Di dalam kelompk ini ada bimbingan, partisipasi atau pengarahan orang dewasa.
            Menurut Robbins, ada empat jenis kelompok sebaya yang mempunyai peranan penting dalam proses sosialisasi yaitu :
a.       Kelompok permainan
Terbentuk secara spontan dan merupakan kegiatan khas anak-anak, namun di dalamnya tercermin pula struktur dan proses masyarakat luas.
b.      Gang
Bertujuan kegiatannya untuk melakukan kegiatan, kekerasan, dan perbuatan anti social.
c.       Klub
Adalah kelompok sebaya yang bersifat formal dalam artian mempunyai organisasi social yang teratur serta dalam bimbingan orang dewasa.
d.      Klik
Para anggotanya selalu merencanakan untuk mengerjakan sesuatu secara bersama yang bersifat positif dan tidak menimbulkan konflik social.

Fungsi Kelompok Sebaya
            Di dalam kelompok sebaya anak belajar bergaul dengan sesamanya. Mula-mula kelompok sebaya pada anak-anak itu terbentuk dengan cara kebetulan. Dalam perkembangan selanjutnya mesuknya anak ke dalam suatu kelompok sebaya berdasarkan pilihan. Setelah anak masuk ke sekolah kelompok sebayanya dapat berupa teman sekelasnya, klik dalam kelasnya, dan kelompok permainannya.
            Dalam kelompok sebaya itu anak belajar member dan menerima dalam pergaulannya dengan sesame temannya. Partisipasi dalam kelompok sebayanya memberikan kesempatan yang besar bagi anak belajar yang mengalami proses belajar social. Bergaul dengan teman sebaya merupakan persiapan penting dalam kehidupan seseoarang setelah dewasa.
            Selain itu, di dalam kelompok sebaya anak mempelajari kebudayaan masyarakatnya. Bahwa melalui kelompok sebaya itu anak belajar bagaimana menjadi manusia yang baik sesuai dengan gambaran dan cita-cita masyarakatnya, tentang kejujuran, keadilan, kerjasama, dan tanggung jawab. Sehingga kelompok sebaya menjadi wadah dalam mengajarkan mobilitas social. Melalui pergaulan di dalam lingkungan kelompok sebaya anak-anak yang berasal dari kelas social bawah menangkap nilai-nilai, ide-ide, cita-cita, dan pola tingkah laku anak dari golongan menengah keatas demikianjuga sebaliknya.
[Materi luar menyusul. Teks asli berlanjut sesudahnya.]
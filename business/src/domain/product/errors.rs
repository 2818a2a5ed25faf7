#[derive(Debug, Clone, PartialEq, Eq, thiserror::Error)]
pub enum ProductError {
    #[error("product.name_empty")]
    NameEmpty,
    #[error("product.price_negative")]
    NegativePrice,
    #[error("product.price_too_many_decimals")]
    PriceTooManyDecimals,
    #[error("product.price_too_large")]
    PriceTooLarge,
    #[error("product.category_id_out_of_range")]
    CategoryIdOutOfRange,
}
Kelompok sebaya juga masing-masing individu mempelajari peranan social yang baru. Anak yang biasa di didik dengan pola otoriter dapat mengenal kehidupan demokratis dalam kelompok sebaya. Di dalam kelomok sebaya mungkin anak berperan sebagai sahabat, musuh, pemimpin, pencetus ide, dan sebagainya. Sehingga di dalam kelompok sebaya anak mempunyai kesempatan melakukan bermacam-macam kelompok social.